Ce surcroît de puissance bienvenu offre donc à ce génial créateur la possibilité de réinterpréter totalement sa vision initiale, de lui donner ses lettres de noblesse en quelque sorte. Pour autant, l'homme ne renonce pas à ses idées de game design, qu'il va même peaufiner avec le plus grand soin dans cette version. Il apporte juste ce qu'il faut de « modernité » en conservant la formule horrifique qui a fait le succès de la recette originale. Parcourir cet opus en ayant découvert la série 6 ans auparavant nous donne la sidérante impression que tout a été nivelé par le haut, que rien n'a été laissé au hasard. Tout le sel de cette relecture se situe dans le fait de comparer inconsciemment les deux jeux, à chaque instant, et à tomber à la renverse devant chaque trouvaille. Comment ne pas s'émerveiller devant un tel exercice de style ? On peut carrément ici parler de mutation fantastique – presque surnaturelle – tant cet opus semble avoir baigné de tout son être dans un élixir de jouvence miraculeux. Peu de remakes  – si ce n'est aucun – peuvent se targuer de proposer une expérience aussi transfigurée face à leur aîné d'antan. Non content de lui offrir une mise à niveau graphique digne de ses prétentions horrifiques, la version GameCube propose également une aventure légèrement plus longue qu'initialement, grâce à l'ajout de nouvelles zones de jeu et une refonte intégrale des énigmes. Ces dernières restent toujours dans la même veine, à savoir tirées par les cheveux, mais offrent un challenge nouveau à ceux qui connaissent le manoir Spencer original sur le bout des ongles. En découle un plaisir de redécouverte absolument fantastique, comparable à nul autre remake !

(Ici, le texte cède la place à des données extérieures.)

// SPDX-License-Identifier: AGPL-3.0-or-later
//
// Copyright (C) 2026 Voicechat Gateway

use axum::{
    middleware,
    routing::{get, post},
    Router,
};
use tower_http::cors::CorsLayer;
use tower_http::services::ServeDir;
use tower_http::trace::TraceLayer;
use utoipa::OpenApi;
use utoipa_swagger_ui::SwaggerUi;

use crate::auth::{guard, routes as auth_routes};
use crate::state::AppState;

pub mod chat;
pub mod health;
pub mod relay;
pub mod speech;

pub fn router(state: AppState) -> Router {
    // The callback path is configurable; resolve it before the state moves.
    let callback_path = state.config.redirect_path().to_string();

    let guarded = Router::new()
        .route("/", get(chat::index))
        .route_layer(middleware::from_fn_with_state(
            state.clone(),
            guard::require_auth,
        ));

    Router::new()
        .merge(guarded)
        .route("/favicon.ico", get(chat::favicon))
        .route("/login", get(auth_routes::login))
        .route(&callback_path, get(auth_routes::callback))
        .route("/logout", get(auth_routes::logout))
        .route("/speak", post(relay::speak))
        .route("/get-ice-server-token", get(speech::ice_server_token))
        .route("/get-speech-token", get(speech::speech_token))
        .route("/get-speech-region", get(speech::speech_region))
        .route("/get-supported-languages", get(speech::supported_languages))
        .route("/health", get(health::health))
        .route("/health/live", get(health::live))
        .nest_service("/static", ServeDir::new(&state.config.static_dir))
        .merge(SwaggerUi::new("/docs").url("/api-doc/openapi.json", ApiDoc::openapi()))
        .layer(CorsLayer::permissive())
        .layer(TraceLayer::new_for_http())
        .with_state(state)
}

#[derive(OpenApi)]
#[openapi(
    paths(
        relay::speak,
        speech::ice_server_token,
        speech::speech_token,
        speech::speech_region,
        speech::supported_languages,
        health::health,
        health::live
    ),
    components(schemas(
        relay::SpeakRequest,
        relay::DetailBody,
        health::ReadyResponse,
        health::HealthChecks,
        health::HealthResponse
    )),
    tags(
        (name = "Relay", description = "Streaming relay to the conversational orchestrator"),
        (name = "Speech", description = "Speech provider token pass-throughs"),
        (name = "Health", description = "Probes")
    )
)]
struct ApiDoc;
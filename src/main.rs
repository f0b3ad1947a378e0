// SPDX-License-Identifier: AGPL-3.0-or-later
//
// Copyright (C) 2026 Voicechat Gateway

use std::{env, net::SocketAddr, time::Duration};

use tracing_subscriber::EnvFilter;

use voicechat_gateway::api::router;
use voicechat_gateway::config::AppConfig;
use voicechat_gateway::secrets::EnvSecretProvider;
use voicechat_gateway::state::AppState;

#[tokio::main]
async fn main() {
    init_tracing();

    // Missing credentials are fatal: the gateway must not serve traffic
    // without them.
    let config = match AppConfig::load(&EnvSecretProvider) {
        Ok(config) => config,
        Err(e) => {
            tracing::error!(error = %e, "configuration error");
            std::process::exit(1);
        }
    };

    let auth_enabled = config.oidc.is_some();
    let speech_configured = config.speech.is_some();

    let state = match AppState::new(config) {
        Ok(state) => state,
        Err(e) => {
            tracing::error!(error = %e, "failed to initialize application state");
            std::process::exit(1);
        }
    };
    let app = router(state);

    let host = env::var("HOST").unwrap_or_else(|_| "0.0.0.0".to_string());
    let port: u16 = env::var("PORT")
        .unwrap_or_else(|_| "8000".to_string())
        .parse()
        .unwrap_or(8000);

    let addr: SocketAddr = format!("{host}:{port}")
        .parse()
        .expect("Failed to parse bind address");

    tracing::info!(%addr, auth_enabled, speech_configured, "voicechat gateway listening");

    let handle = axum_server::Handle::new();
    tokio::spawn(shutdown_signal(handle.clone()));

    axum_server::bind(addr)
        .handle(handle)
        .serve(app.into_make_service())
        .await
        .expect("server failed");
}

fn init_tracing() {
    let filter = EnvFilter::try_from_default_env()
        .unwrap_or_else(|_| EnvFilter::new("info,tower_http=debug"));

    if env::var("LOG_FORMAT").as_deref() == Ok("json") {
        tracing_subscriber::fmt()
            .with_env_filter(filter)
            .json()
            .init();
    } else {
        tracing_subscriber::fmt().with_env_filter(filter).init();
    }
}

async fn shutdown_signal(handle: axum_server::Handle<SocketAddr>) {
    if tokio::signal::ctrl_c().await.is_ok() {
        tracing::info!("shutdown signal received");
        handle.graceful_shutdown(Some(Duration::from_secs(5)));
    }
}
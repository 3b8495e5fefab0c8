pub mod alias;
pub mod error;
pub mod payload;
pub mod view;
mod common;

use bytebrigade_backend::data::error::Error;
use bytebrigade_backend::entity::{skill, user_known_skill, user_skill};
use bytebrigade_backend::service::association::SkillSet;
use bytebrigade_backend::service::aggregate::load_one;
use bytebrigade_backend::service::skill_registry::{
    self, get_or_create, normalize_skill_name,
};
use common::{register, setup};
use sea_orm::{EntityTrait, PaginatorTrait};
use serde_json::json;

#[tokio::test]
async fn spellings_resolve_to_one_skill() {
    let db = setup().await;

    let mut ids = Vec::new();
    for raw in ["Python", " python ", "PYTHON"] {
        let name = normalize_skill_name(raw).unwrap();
        ids.push(get_or_create(&db, &name).await.unwrap().id);
    }

    assert!(ids.windows(2).all(|pair| pair[0] == pair[1]));
    let skills = skill::Entity::find().all(&db).await.unwrap();
    assert_eq!(skills.len(), 1);
    assert_eq!(skills[0].name, "Python");
}

#[tokio::test(flavor = "multi_thread", worker_threads = 4)]
async fn concurrent_get_or_create_yields_one_row() {
    let db = setup().await;

    let handles: Vec<_> = (0..8)
        .map(|_| {
            let db = db.clone();
            tokio::spawn(async move { get_or_create(&db, "Kubernetes").await })
        })
        .collect();

    let mut ids = Vec::new();
    for handle in handles {
        ids.push(handle.await.unwrap().unwrap().id);
    }

    ids.dedup();
    assert_eq!(ids.len(), 1);
    assert_eq!(skill::Entity::find().count(&db).await.unwrap(), 1);
}

#[tokio::test]
async fn create_rejects_existing_names_in_any_case() {
    let db = setup().await;

    let created = skill_registry::create(&db, "  typescript ").await.unwrap();
    assert_eq!(created.name, "Typescript");

    assert_eq!(
        skill_registry::create(&db, "TYPESCRIPT").await.unwrap_err(),
        Error::RegisteredSkill
    );
    assert_eq!(
        skill_registry::create(&db, "   ").await.unwrap_err(),
        Error::MissingField("name".to_string())
    );
    assert_eq!(
        skill_registry::create(&db, &"x".repeat(101)).await.unwrap_err(),
        Error::InvalidFields(vec!["name".to_string()])
    );
}

#[tokio::test]
async fn list_is_sorted_by_name() {
    let db = setup().await;
    for name in ["rust", "go", "elixir"] {
        skill_registry::create(&db, name).await.unwrap();
    }

    let names: Vec<String> = skill_registry::list(&db)
        .await
        .unwrap()
        .into_iter()
        .map(|s| s.name)
        .collect();
    assert_eq!(names, vec!["Elixir", "Go", "Rust"]);
}

#[tokio::test]
async fn rename_normalizes_and_guards_uniqueness() {
    let db = setup().await;
    let go = skill_registry::create(&db, "go").await.unwrap();
    skill_registry::create(&db, "rust").await.unwrap();

    let renamed = skill_registry::rename(&db, go.id, "golang").await.unwrap();
    assert_eq!(renamed.id, go.id);
    assert_eq!(renamed.name, "Golang");

    // same name again is a no-op
    assert_eq!(
        skill_registry::rename(&db, go.id, "GOLANG").await.unwrap().name,
        "Golang"
    );
    assert_eq!(
        skill_registry::rename(&db, go.id, "Rust").await.unwrap_err(),
        Error::RegisteredSkill
    );
    assert_eq!(
        skill_registry::rename(&db, 999, "Zig").await.unwrap_err(),
        Error::NotFound
    );
}

#[tokio::test]
async fn delete_detaches_the_skill_from_every_user() {
    let db = setup().await;
    let user = register(&db, "guido", json!({ "knownSkills": ["Python", "C"] })).await;
    let python = user
        .known_skills
        .iter()
        .find(|s| s.name == "Python")
        .unwrap()
        .clone();

    skill_registry::delete(&db, python.id).await.unwrap();

    let reloaded = load_one(&db, user.user.id).await.unwrap();
    assert_eq!(reloaded.skill_names(SkillSet::Known), vec!["C"]);
    assert_eq!(reloaded.skill_names(SkillSet::General), vec!["C"]);
    assert_eq!(user_known_skill::Entity::find().count(&db).await.unwrap(), 1);
    assert_eq!(user_skill::Entity::find().count(&db).await.unwrap(), 1);
    assert_eq!(
        skill_registry::find(&db, python.id).await.unwrap_err(),
        Error::NotFound
    );
    assert_eq!(
        skill_registry::delete(&db, python.id).await.unwrap_err(),
        Error::NotFound
    );
}
use rand::distributions::Alphanumeric;
use rand::Rng;
use sha2::{Digest, Sha256};

const SALT_LENGTH: usize = 16;

pub fn salt_password(password: &str, salt: &str) -> String {
    let mut hasher = Sha256::new();
    hasher.update(password);
    hasher.update(salt);

    hasher
        .finalize()
        .iter()
        .map(|byte| format!("{:02x}", byte))
        .collect()
}

pub fn generate_salt() -> String {
    rand::thread_rng()
        .sample_iter(&Alphanumeric)
        .take(SALT_LENGTH)
        .map(char::from)
        .collect()
}

/// Hash a plaintext password with a fresh salt, returning `(salted_password, salt)`.
pub fn hash_password(password: &str) -> (String, String) {
    let salt = generate_salt();
    (salt_password(password, &salt), salt)
}

/// Records without a stored credential never match.
pub fn verify_password(password: &str, salted_password: Option<&str>, salt: Option<&str>) -> bool {
    match (salted_password, salt) {
        (Some(salted_password), Some(salt)) => salt_password(password, salt) == salted_password,
        _ => false,
    }
}

#[cfg(test)]
mod tests {
    use super::*;

    #[test]
    fn hash_is_salted_hex() {
        let (salted, salt) = hash_password("hunter22");
        assert_eq!(salt.len(), SALT_LENGTH);
        assert_eq!(salted.len(), 64);
        assert!(salted.chars().all(|c| c.is_ascii_hexdigit()));
        assert_ne!(salted, "hunter22");
    }

    #[test]
    fn same_password_different_salts() {
        let (a, _) = hash_password("hunter22");
        let (b, _) = hash_password("hunter22");
        assert_ne!(a, b);
    }

    #[test]
    fn verify_matches_only_the_right_password() {
        let (salted, salt) = hash_password("hunter22");
        assert!(verify_password("hunter22", Some(&salted), Some(&salt)));
        assert!(!verify_password("hunter23", Some(&salted), Some(&salt)));
        assert!(!verify_password("hunter22", None, None));
    }
}
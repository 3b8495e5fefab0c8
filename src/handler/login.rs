use std::sync::Arc;

use axum::extract::rejection::JsonRejection;
use axum::extract::State;
use axum::Json;
use sea_orm::{ColumnTrait, EntityTrait, QueryFilter};
use serde::{Deserialize, Serialize};

use crate::data::error::Error;
use crate::entity::user;
use crate::utils::db::StanderizeError;
use crate::utils::encryption::verify_password;
use crate::AppState;

/// A body that cannot be read as [`LoginBody`] counts as missing credentials.
pub async fn login(
    state: State<Arc<AppState>>,
    body: Result<Json<LoginBody>, JsonRejection>,
) -> Result<Json<LoginSuccess>, Error> {
    let Json(data) = body.map_err(|rejection| {
        tracing::debug!("unreadable login body: {}", rejection);
        Error::MissingCredentials
    })?;
    let (Some(username), Some(password)) = (
        data.username.filter(|u| !u.is_empty()),
        data.password.filter(|p| !p.is_empty()),
    ) else {
        return Err(Error::MissingCredentials);
    };

    if let Some(user) = user::Entity::find()
        .filter(user::Column::Username.eq(username.as_str()))
        .one(&state.db)
        .await
        .warn_err()?
    {
        if !verify_password(
            &password,
            user.salted_password.as_deref(),
            user.salt.as_deref(),
        ) {
            tracing::debug!("wrong password for {}", username);
            return Err(Error::IncorrectUsernameOrPassword);
        }

        return Ok(Json(LoginSuccess {
            message: "Login successful",
            user_id: user.id,
            username: user.username,
            name: user.name,
        }));
    }
    Err(Error::IncorrectUsernameOrPassword)
}

#[derive(Serialize, Debug)]
pub struct LoginSuccess {
    message: &'static str,
    user_id: i32,
    username: Option<String>,
    name: String,
}

#[derive(Debug, Deserialize)]
pub struct LoginBody {
    username: Option<String>,
    password: Option<String>,
}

Bien sur, l'histoire elle, ne change pratiquement pas et malgré quelques petites retouches et ajouts divers (l'histoire de Lisa Trevor, qui traîne sa peine dans les couloirs sous-terrains du manoir), ce n'est clairement pas elle qui tire cet opus vers le haut. Albert Wesker reste un traître abject à la solde d'Umbrella, Barry Burton un servile et protecteur allié de Jill Valentine, et Chris Redfield un soldat solitaire déambulant dans les couloirs sombres de l'immense bicoque. Sans vouloir paraître insultant pour les fans les plus hardcore de la saga, j'ai toujours trouvé que l'histoire restait de toute manière ultra secondaire, car reposant essentiellement sur des clichés de série Z mis bout à bout sans grand génie. De toute façon, qui joue à Resident Evil  pour son scénario ? Peu de monde j'ose espérer ! Une partie de sa légende tient même du caractère complètement rocambolesque et improbable de son histoire. 

 

Le véritable point fort de ce remake est à chercher du côté de son ambiance complètement ahurissante, qui ferait presque passer l'épisode Playstation pour un épisode des bisounours... j’exagère à peine. La première fois que j'ai découvert cet épisode GameCube, je n'ai pas pu m'empêcher de prendre un temps fou à accomplir ma quête, m'arrêtant de jouer quelques instants à quasiment chaque nouvelle pièce pour apprécier le travail exceptionnel de Mikami et son équipe d'artistes talentueux. Chaque plan, chaque texture, chaque effet de lumière et chaque ombre nous rappelle le grand écart absolument phénoménal qui existe entre les deux versions. Il faut vraiment le voir pour le croire. Sachez d'ailleurs qu'à titre personnel, je ne me suis toujours pas remis de cette baffe graphique absolument magistrale, même 12 ans après ! Il coiffe tout simplement au poteau de très nombreux jeux vidéo sortis depuis cette période, alors qu'il n'est pas en HD et que son rendu est en 4/3 !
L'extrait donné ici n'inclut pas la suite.